Back in 1977, Star Wars premiered, Seattle Slew won the Triple Crown, and the Supreme Court established that employers need not reasonably accommodate religious beliefs under Title VII if inconsistent with a collective bargaining agreement. Plus, Title VII does not require an employer to discriminate against other union employees by depriving them of seniority rights to accommodate an employee’s observance of the Saturday Sabbath.
Now, fast-forward 45 years. The Supreme Court’s 1977 decision is still the law of the land. And it may be another 45 years until the Dallas Cowboys win a Super Bowl.
Suppose a unionized workplace has a collective bargaining agreement, which provides that employees will be guaranteed one (1) weekend off per month. Would giving someone with a bona fide religious belief that he cannot work on Saturdays — like a Seventh-day Adventist — unpaid leave on Saturdays violate the CBA if seniority governs the selection of schedules and time off?

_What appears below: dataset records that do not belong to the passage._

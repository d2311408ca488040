use crate::alerts::AlertPriorityTaxonomy;
use crate::geo::{RegionBounds, StrategicLocation};
use crate::priority::Priority;
use serde::Serialize;

/// A land border watched for incidents.
#[derive(Debug, Clone, Copy, PartialEq, Eq, Serialize)]
pub struct BorderDescriptor {
    pub name: &'static str,
    pub neighbor: &'static str,
    pub length_km: u32,
    pub priority: Priority,
    pub hotspots: &'static [&'static str],
}

/// A cross-border trade route.
#[derive(Debug, Clone, Copy, PartialEq, Eq, Serialize)]
pub struct EconomicCorridor {
    pub name: &'static str,
    pub countries: &'static [&'static str],
    pub description: &'static str,
    pub priority: Priority,
}

/// Countries grouped by how they bear on the monitored region.
#[derive(Debug, Clone, Copy, PartialEq, Eq, Serialize)]
#[serde(rename_all = "camelCase")]
pub struct CountryGroups {
    pub neighbors: &'static [&'static str],
    pub powers: &'static [&'static str],
    pub asean: &'static [&'static str],
    pub economic_partners: &'static [&'static str],
}

/// Reference tables describing one monitored region.
#[derive(Debug, Clone, Copy, PartialEq, Serialize)]
#[serde(rename_all = "camelCase")]
pub struct RegionCatalog {
    pub bounds: RegionBounds,
    pub monitored_countries: &'static [&'static str],
    pub country_groups: CountryGroups,
    /// Direct mentions: any one of these makes a text relevant.
    pub keywords: &'static [&'static str],
    /// Topical terms that make a monitored-country mention relevant.
    pub context_keywords: &'static [&'static str],
    pub strategic_locations: &'static [StrategicLocation],
    pub borders: &'static [BorderDescriptor],
    pub corridors: &'static [EconomicCorridor],
    pub alert_priorities: AlertPriorityTaxonomy,
}

impl RegionCatalog {
    pub fn locations_with_priority(
        &self,
        priority: Priority,
    ) -> impl Iterator<Item = &'static StrategicLocation> {
        self.strategic_locations.iter().filter(move |l| l.priority == priority)
    }

    /// Finds the border shared with `neighbor`, ignoring ASCII case.
    #[must_use]
    pub fn border_with(&self, neighbor: &str) -> Option<&'static BorderDescriptor> {
        self.borders.iter().find(|b| b.neighbor.eq_ignore_ascii_case(neighbor))
    }
}
//! # Logger
//!
//! Installs the process-wide `tracing` subscriber for monitor hosts.
//!
//! * Console output is compact and goes to **stderr**, so command output on stdout stays clean.
//! * File output (optional) rolls daily through a non-blocking writer and can be JSON.
//! * Verbosity comes from [`LoggerBuilder::level`], refined by [`LoggerBuilder::env_filter`];
//!   `RUST_LOG` applies when no explicit filter is given.
//!
//! ## Example
//!
//! ```rust
//! use wmon_logger::{LevelFilter, Logger};
//!
//! let _logger = Logger::builder("my-host").level(LevelFilter::DEBUG).init().unwrap();
//! tracing::info!("ready");
//! ```

mod error;

pub use crate::error::LoggerError;
pub use tracing::level_filters::LevelFilter;

use std::fs;
use std::path::PathBuf;
use tracing_appender::non_blocking::WorkerGuard;
use tracing_appender::rolling::{RollingFileAppender, Rotation};
use tracing_subscriber::fmt::layer;
use tracing_subscriber::layer::SubscriberExt;
use tracing_subscriber::util::SubscriberInitExt;
use tracing_subscriber::{EnvFilter, Layer};
use wmon_kernel::domain::config::LoggingConfig;

const DEFAULT_MAX_FILES: usize = 7;
const LOG_FILE_SUFFIX: &str = "log";

/// Parses a level name such as `"info"` or `"DEBUG"`.
///
/// # Errors
/// Returns [`LoggerError::InvalidConfiguration`] for unknown names.
pub fn parse_level(level: &str) -> Result<LevelFilter, LoggerError> {
    level
        .trim()
        .parse::<LevelFilter>()
        .map_err(|e| LoggerError::invalid(format!("Unknown log level '{level}': {e}")))
}

/// Collects logger settings; [`LoggerBuilder::init`] installs the subscriber.
#[derive(Debug)]
pub struct LoggerBuilder {
    name: String,
    console: bool,
    level: LevelFilter,
    directory: Option<PathBuf>,
    json: bool,
    env_filter: Option<String>,
    max_files: usize,
}

impl LoggerBuilder {
    /// Starts a builder from host configuration.
    ///
    /// # Errors
    /// Returns [`LoggerError::InvalidConfiguration`] if `settings.level` is not a level name.
    pub fn from_config(name: impl Into<String>, settings: &LoggingConfig) -> Result<Self, LoggerError> {
        let mut builder = Logger::builder(name)
            .console(settings.console)
            .level(parse_level(&settings.level)?)
            .json(settings.json);
        if let Some(directory) = &settings.directory {
            builder = builder.directory(directory);
        }
        if let Some(filter) = &settings.filter {
            builder = builder.env_filter(filter);
        }
        Ok(builder)
    }

    #[must_use]
    pub const fn console(mut self, enabled: bool) -> Self {
        self.console = enabled;
        self
    }

    #[must_use]
    pub const fn level(mut self, level: LevelFilter) -> Self {
        self.level = level;
        self
    }

    /// Writes daily-rolling `<name>.<date>.log` files into `directory`, creating it if needed.
    #[must_use]
    pub fn directory(mut self, directory: impl Into<PathBuf>) -> Self {
        self.directory = Some(directory.into());
        self
    }

    /// Formats file output as JSON lines. Console output is unaffected.
    #[must_use]
    pub const fn json(mut self, enabled: bool) -> Self {
        self.json = enabled;
        self
    }

    /// Adds filter directives (e.g. `wmon_kernel=debug`) on top of the default level.
    /// Invalid directives make [`LoggerBuilder::init`] fail.
    #[must_use]
    pub fn env_filter(mut self, filter: impl Into<String>) -> Self {
        self.env_filter = Some(filter.into());
        self
    }

    /// Number of rolled files kept on disk.
    #[must_use]
    pub const fn max_files(mut self, max: usize) -> Self {
        self.max_files = max;
        self
    }

    /// Installs the global subscriber.
    ///
    /// Keep the returned [`Logger`] alive until shutdown; dropping it flushes file output.
    ///
    /// # Errors
    /// * [`LoggerError::InvalidConfiguration`]: empty name, zero `max_files`, a bad filter,
    ///   or no output enabled.
    /// * [`LoggerError::Io`] / [`LoggerError::Appender`]: the log directory is unusable.
    /// * [`LoggerError::Subscriber`]: a global subscriber already exists.
    pub fn init(self) -> Result<Logger, LoggerError> {
        self.validate()?;
        let filter = self.build_filter()?;

        let mut layers = Vec::new();

        if self.console {
            layers.push(layer().compact().with_writer(std::io::stderr).boxed());
        }

        let guard = match &self.directory {
            Some(directory) => {
                fs::create_dir_all(directory).map_err(|source| LoggerError::Io {
                    source,
                    context: Some(format!("creating {}", directory.display()).into()),
                })?;

                let appender = RollingFileAppender::builder()
                    .rotation(Rotation::DAILY)
                    .filename_prefix(&self.name)
                    .filename_suffix(LOG_FILE_SUFFIX)
                    .max_log_files(self.max_files)
                    .build(directory)?;
                let (writer, guard) = tracing_appender::non_blocking(appender);

                let file_layer = layer().with_writer(writer).with_ansi(false);
                layers.push(if self.json { file_layer.json().boxed() } else { file_layer.boxed() });
                Some(guard)
            },
            None => None,
        };

        if layers.is_empty() {
            return Err(LoggerError::invalid("No output enabled; enable console or a log directory"));
        }

        tracing_subscriber::registry().with(filter).with(layers).try_init()?;

        Ok(Logger { guard })
    }

    fn validate(&self) -> Result<(), LoggerError> {
        if self.name.trim().is_empty() {
            return Err(LoggerError::invalid("Logger name cannot be empty"));
        }
        if self.max_files == 0 {
            return Err(LoggerError::invalid("max_files must be greater than zero"));
        }
        Ok(())
    }

    fn build_filter(&self) -> Result<EnvFilter, LoggerError> {
        let builder = EnvFilter::builder().with_default_directive(self.level.into());
        match &self.env_filter {
            Some(directives) => builder.parse(directives).map_err(|e| {
                LoggerError::invalid(format!("Invalid env filter '{directives}': {e}"))
            }),
            None => Ok(builder.from_env_lossy()),
        }
    }
}

/// Handle to the installed subscriber. Holds the file writer's worker guard, if any.
#[must_use = "Dropping this handle stops the background log writer."]
#[derive(Debug)]
pub struct Logger {
    guard: Option<WorkerGuard>,
}

impl Logger {
    /// Starts a builder; `name` prefixes rolled log files.
    pub fn builder(name: impl Into<String>) -> LoggerBuilder {
        LoggerBuilder {
            name: name.into(),
            console: true,
            level: LevelFilter::INFO,
            directory: None,
            json: false,
            env_filter: None,
            max_files: DEFAULT_MAX_FILES,
        }
    }

    /// `true` when file output is active.
    #[must_use]
    pub const fn writes_files(&self) -> bool {
        self.guard.is_some()
    }
}

impl Drop for Logger {
    fn drop(&mut self) {
        if self.guard.is_some() {
            tracing::debug!("Logger shutting down, flushing file output");
        }
    }
}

Considering an employer’s duties under federal anti-discrimination law, would accommodating the employee’s religious beliefs under these circumstances create an undue hardship?
Well, it depends.
What if I told you that the employer and union spoke, and the union advised the employer to talk to the employee and try to produce a reasonable accommodation, such as encouraging voluntary shift swaps or allowing the use of vacation or unpaid leave on Saturday?
A federal judge analyzing this situation reasoned that the employer might not be able to claim undue hardship if it fails to take reasonable steps to attempt to secure a waiver of the CBA’s scheduling requirements from the union.
Union or not, getting to an accommodation involves a good-faith interactive process. Communicating costs you nothing. If, after discussing the accommodation with the stakeholder(s), the company can objectively articulate why it would create undue hardship, then it need not provide the accommodation.
But short-circuiting that process can lead to litigation and jury trials.